Primeramente, la tecnología sustituye hoy a
la antigua maña y destreza y se tiene la tendencia a que sea un instrumento, y
no un hombre, el que acabe con la vida del reo. Y, en segundo lugar, hoy se
seleccionan hombres con más preparación: militares, médicos, maestros e,
incluso, hasta abogados, gentes que, al no carecer de oficio, se presentan al
de ejecutor por verdadera vocación e íntimo convencimiento, comprendiendo bien
la trascendencia del cargo. Yo diría que, incluso, van a él guiados por una
verdadera filantropía.
Ya esta devoción por la perfección técnica y
la profesionalidad, por la rapidez y la
seguridad, amén de por el ejercicio de la clemencia y del cristiano amor al
prójimo, hizo que nuestro piadoso rey Don Fernando VII sustituyera la horca, o
los otros medios, por la moderna y limpia tecnología del garrote vil. Así don
Fernando afrontó el problema acertadamente y lo ordenó, mediante decreto, el 24
de abril de 1832 con motivo del cumpleaños de la reina, adelantándose así, como
tenía por costumbre, a los anhelos del pueblo justiciero pero, a la par,
compasivo y humano.
Aún así, quedan aún acérrimos partidarios de
su abolición. ¡Qué difícil es, empero, aceptar las decisiones de quienes nos
gobiernan, por justas y acertadas que éstas sean!

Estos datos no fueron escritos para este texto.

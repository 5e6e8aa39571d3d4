// Output Writer
//
// Every output is rendered in full, staged next to its destination, and only
// renamed into place once all of them are staged.

use anyhow::{bail, Context, Result};
use legraphe::export::{render_markdown, to_gml};
use legraphe::{Model, Reconciliation};
use std::fs;
use std::path::{Path, PathBuf};
use tracing::{info, warn};

use crate::config::ReconcileConfig;

/// Rendered outputs of one run, not yet written
#[derive(Debug, Clone)]
pub struct Outputs {
    files: Vec<(PathBuf, String)>,
}

impl Outputs {
    /// Render the mapping table, GML graph and markdown table
    pub fn render(result: &Reconciliation, config: &ReconcileConfig) -> Result<Self> {
        let mut mapping = result
            .table()
            .to_json_pretty()
            .context("Failed to serialize mapping table")?;
        mapping.push('\n');

        let graph = to_gml(&result.snapshot());
        let docs = render_markdown(
            &result.doc_rows(),
            [config.model_name(Model::A), config.model_name(Model::B)],
        );

        Ok(Self {
            files: vec![
                (config.output.mapping_path(), mapping),
                (config.output.graph_path(), graph),
                (config.output.docs_path(), docs),
            ],
        })
    }

    /// Destination paths, in write order
    pub fn paths(&self) -> impl Iterator<Item = &Path> {
        self.files.iter().map(|(path, _)| path.as_path())
    }

    /// Write every file, or none of them
    ///
    /// All contents are staged as sibling `.tmp` files first. Only when every
    /// file is staged are they renamed into place; a failure at any point
    /// removes the staged files and restores any destination already
    /// replaced.
    pub fn write(&self) -> Result<()> {
        let mut staged = Vec::with_capacity(self.files.len());
        for (path, content) in &self.files {
            match stage(path, content) {
                Ok(tmp) => staged.push(Staged {
                    path: path.clone(),
                    tmp,
                }),
                Err(err) => {
                    discard(&staged);
                    return Err(err);
                }
            }
        }

        commit(&staged)?;
        for (path, content) in &self.files {
            info!(path = %path.display(), bytes = content.len(), "wrote output");
        }
        Ok(())
    }
}

/// A file written next to its destination, not yet renamed
#[derive(Debug)]
struct Staged {
    path: PathBuf,
    tmp: PathBuf,
}

fn sibling(path: &Path, suffix: &str) -> PathBuf {
    let mut name = path.as_os_str().to_owned();
    name.push(suffix);
    PathBuf::from(name)
}

fn stage(path: &Path, content: &str) -> Result<PathBuf> {
    if let Some(parent) = path.parent().filter(|p| !p.as_os_str().is_empty()) {
        fs::create_dir_all(parent)
            .with_context(|| format!("Failed to create output directory: {:?}", parent))?;
    }
    if path.is_dir() {
        bail!("Output path is a directory: {:?}", path);
    }

    let tmp = sibling(path, ".tmp");
    fs::write(&tmp, content)
        .with_context(|| format!("Failed to write temporary file: {:?}", tmp))?;
    Ok(tmp)
}

fn discard(staged: &[Staged]) {
    for file in staged {
        if let Err(err) = fs::remove_file(&file.tmp) {
            warn!(path = %file.tmp.display(), %err, "failed to remove staged file");
        }
    }
}

/// Rename staged files into place, rolling back on the first failure
fn commit(staged: &[Staged]) -> Result<()> {
    let mut placed: Vec<(&Staged, Option<PathBuf>)> = Vec::with_capacity(staged.len());

    for (i, file) in staged.iter().enumerate() {
        let backup = sibling(&file.path, ".bak");
        let backup = if file.path.exists() {
            if let Err(err) = fs::rename(&file.path, &backup) {
                rollback(&placed);
                discard(&staged[i..]);
                return Err(err).with_context(|| format!("Failed to back up {:?}", file.path));
            }
            Some(backup)
        } else {
            None
        };

        if let Err(err) = fs::rename(&file.tmp, &file.path) {
            placed.push((file, backup));
            rollback(&placed);
            discard(&staged[i..]);
            return Err(err)
                .with_context(|| format!("Failed to move {:?} to {:?}", file.tmp, file.path));
        }
        placed.push((file, backup));
    }

    for (_, backup) in &placed {
        if let Some(backup) = backup {
            let _ = fs::remove_file(backup);
        }
    }
    Ok(())
}

/// Restore replaced destinations and drop newly created ones
fn rollback(placed: &[(&Staged, Option<PathBuf>)]) {
    for (file, backup) in placed.iter().rev() {
        let restored = match backup {
            Some(backup) => fs::rename(backup, &file.path),
            None if file.path.is_file() => fs::remove_file(&file.path),
            None => Ok(()),
        };
        if let Err(err) = restored {
            warn!(path = %file.path.display(), %err, "failed to roll back output");
        }
    }
}

#[cfg(test)]
mod tests {
    use super::*;
    use tempfile::TempDir;

    fn outputs(dir: &Path, names: [&str; 3], contents: [&str; 3]) -> Outputs {
        Outputs {
            files: names
                .iter()
                .zip(contents)
                .map(|(name, content)| (dir.join(name), content.to_string()))
                .collect(),
        }
    }

    #[test]
    fn test_write_creates_parents_and_replaces() {
        let dir = TempDir::new().unwrap();
        let names = ["nested/a.json", "nested/b.gml", "nested/c.md"];

        outputs(dir.path(), names, ["{}", "graph", "old"]).write().unwrap();
        outputs(dir.path(), names, ["{\"a\": 1}", "graph", "new"]).write().unwrap();

        assert_eq!(fs::read_to_string(dir.path().join("nested/a.json")).unwrap(), "{\"a\": 1}");
        assert_eq!(fs::read_to_string(dir.path().join("nested/c.md")).unwrap(), "new");
        for name in names {
            assert!(!sibling(&dir.path().join(name), ".tmp").exists());
            assert!(!sibling(&dir.path().join(name), ".bak").exists());
        }
    }

    #[test]
    fn test_blocked_destination_leaves_previous_outputs() {
        let dir = TempDir::new().unwrap();
        let names = ["a.json", "b.gml", "c.md"];
        fs::write(dir.path().join("a.json"), "previous").unwrap();
        fs::create_dir(dir.path().join("c.md")).unwrap();

        let err = outputs(dir.path(), names, ["{}", "graph", "docs"]).write().unwrap_err();
        assert!(err.to_string().contains("c.md"));

        assert_eq!(fs::read_to_string(dir.path().join("a.json")).unwrap(), "previous");
        assert!(!dir.path().join("b.gml").exists());
        for name in names {
            assert!(!sibling(&dir.path().join(name), ".tmp").exists());
        }
    }

    #[test]
    fn test_failed_rename_rolls_back_earlier_files() {
        let dir = TempDir::new().unwrap();
        fs::write(dir.path().join("a.json"), "previous").unwrap();
        let staged = vec![
            Staged {
                path: dir.path().join("a.json"),
                tmp: dir.path().join("a.json.tmp"),
            },
            Staged {
                path: dir.path().join("b.gml"),
                tmp: dir.path().join("b.gml.tmp"),
            },
        ];
        fs::write(&staged[0].tmp, "next").unwrap();
        // second staged file is missing, so its rename fails

        assert!(commit(&staged).is_err());
        assert_eq!(fs::read_to_string(dir.path().join("a.json")).unwrap(), "previous");
        assert!(!dir.path().join("a.json.bak").exists());
        assert!(!dir.path().join("a.json.tmp").exists());
        assert!(!dir.path().join("b.gml").exists());
    }
}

Por otro lado, las ejecuciones se ofician ya
intramuros de las prisiones y no en las plazas públicas, como ocurría hace poco.
Otro detalle más que contribuye a que el reo entregue su vida en un ambiente recoleto
y agradable, sin tener que escuchar en sus últimos minutos la inevitable algarabía
que disipa la necesaria concentración en trance tan supremo. Y la ejecución
cobra así una intimidad más propia de la callada oración que del jaranero
espectáculo.
Así que, señores, reivindiquemos la figura
del verdugo pero démosle el nombre que hoy merece por su profesionalidad, su
vocación y su nivel técnico: Ministro Ejecutor, Brazo del Altísimo, Ángel
Justiciero.
Pero, sobre todo, exhorto a los escrupulosos
a que espanten sus reparos recordando que no vivimos en el País de Jauja que
todos anhelamos.
D. Diosdado Pexegueiro Teimoy
Director de la Prisión Provincial.
2 comentarios:
Impresionante el articulito. Impresiona la redacción, que es mérito del señor Soros, e impresiona la mentalidad que refleja. Y la mentalidad no, pero el reflejo también es mérito del señor Soros.
Y qué acertado el señor Pexegueiro en su visión del siglo XX. Acierta tanto en eso como en todo lo demás.
Todos somos expertos en equivocarnos al vaticinar lo que va a pasar. Pero, al mismo tiempo, vivimos asustados por la remota posibilidad de acertar.
Bueno, todos no, algunos, como los niños, idean cuentos que dejan siempre una salida oculta y milagrosa a todos los peligros.
Muchas gracias, Ángeles, por comentar estas historietas.